**ACTION ITEM**: Repeat, line for line, the entries below from the first line to the line containing "Ok(frame::encode(Self::TYPE_ID, &self.encode()?)?)", counting both ends.

[Saved entries]

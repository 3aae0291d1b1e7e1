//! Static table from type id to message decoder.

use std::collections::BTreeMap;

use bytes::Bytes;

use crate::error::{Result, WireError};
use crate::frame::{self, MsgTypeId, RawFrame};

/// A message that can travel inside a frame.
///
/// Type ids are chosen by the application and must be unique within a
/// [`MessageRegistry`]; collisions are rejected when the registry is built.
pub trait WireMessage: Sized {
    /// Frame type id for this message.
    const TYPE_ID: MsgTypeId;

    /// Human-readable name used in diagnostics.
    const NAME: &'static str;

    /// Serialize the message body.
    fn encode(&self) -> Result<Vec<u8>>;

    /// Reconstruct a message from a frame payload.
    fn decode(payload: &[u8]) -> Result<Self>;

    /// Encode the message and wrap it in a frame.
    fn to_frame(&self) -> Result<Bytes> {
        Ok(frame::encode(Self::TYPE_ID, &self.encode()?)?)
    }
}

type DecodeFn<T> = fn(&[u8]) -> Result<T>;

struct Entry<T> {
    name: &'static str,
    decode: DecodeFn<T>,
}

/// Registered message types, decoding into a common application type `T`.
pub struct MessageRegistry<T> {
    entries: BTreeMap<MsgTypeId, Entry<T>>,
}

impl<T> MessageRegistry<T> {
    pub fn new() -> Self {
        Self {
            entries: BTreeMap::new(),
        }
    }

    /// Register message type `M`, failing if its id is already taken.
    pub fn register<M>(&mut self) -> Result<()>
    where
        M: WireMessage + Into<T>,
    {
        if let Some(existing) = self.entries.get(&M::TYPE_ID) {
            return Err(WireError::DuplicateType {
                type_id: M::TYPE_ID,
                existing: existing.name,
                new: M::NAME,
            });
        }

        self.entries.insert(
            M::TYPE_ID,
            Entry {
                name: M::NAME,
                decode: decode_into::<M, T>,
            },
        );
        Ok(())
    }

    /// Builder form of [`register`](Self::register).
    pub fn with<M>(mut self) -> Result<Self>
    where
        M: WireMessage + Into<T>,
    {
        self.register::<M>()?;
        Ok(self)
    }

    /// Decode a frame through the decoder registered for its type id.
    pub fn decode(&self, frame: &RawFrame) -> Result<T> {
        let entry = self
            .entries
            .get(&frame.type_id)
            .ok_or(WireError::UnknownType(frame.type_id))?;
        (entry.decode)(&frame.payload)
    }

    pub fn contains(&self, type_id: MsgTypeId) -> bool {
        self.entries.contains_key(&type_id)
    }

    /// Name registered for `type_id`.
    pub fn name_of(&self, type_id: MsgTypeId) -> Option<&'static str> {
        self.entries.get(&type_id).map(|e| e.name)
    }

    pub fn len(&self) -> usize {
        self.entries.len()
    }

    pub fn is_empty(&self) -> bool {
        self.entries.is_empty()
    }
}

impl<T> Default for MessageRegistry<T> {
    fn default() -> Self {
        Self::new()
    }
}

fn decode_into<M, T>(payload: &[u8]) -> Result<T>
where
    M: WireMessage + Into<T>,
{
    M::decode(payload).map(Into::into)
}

**ANSWER AREA**:
repository 3aae0291d1b1e7e1
//! Static table from type id to message decoder.

use std::collections::BTreeMap;

use bytes::Bytes;

use crate::error::{Result, WireError};
use crate::frame::{self, MsgTypeId, RawFrame};

/// A message that can travel inside a frame.
///
/// Type ids are chosen by the application and must be unique within a
/// [`MessageRegistry`]; collisions are rejected when the registry is built.
pub trait WireMessage: Sized {
    /// Frame type id for this message.
    const TYPE_ID: MsgTypeId;

    /// Human-readable name used in diagnostics.
    const NAME: &'static str;

    /// Serialize the message body.
    fn encode(&self) -> Result<Vec<u8>>;

    /// Reconstruct a message from a frame payload.
    fn decode(payload: &[u8]) -> Result<Self>;

    /// Encode the message and wrap it in a frame.
    fn to_frame(&self) -> Result<Bytes> {
        Ok(frame::encode(Self::TYPE_ID, &self.encode()?)?)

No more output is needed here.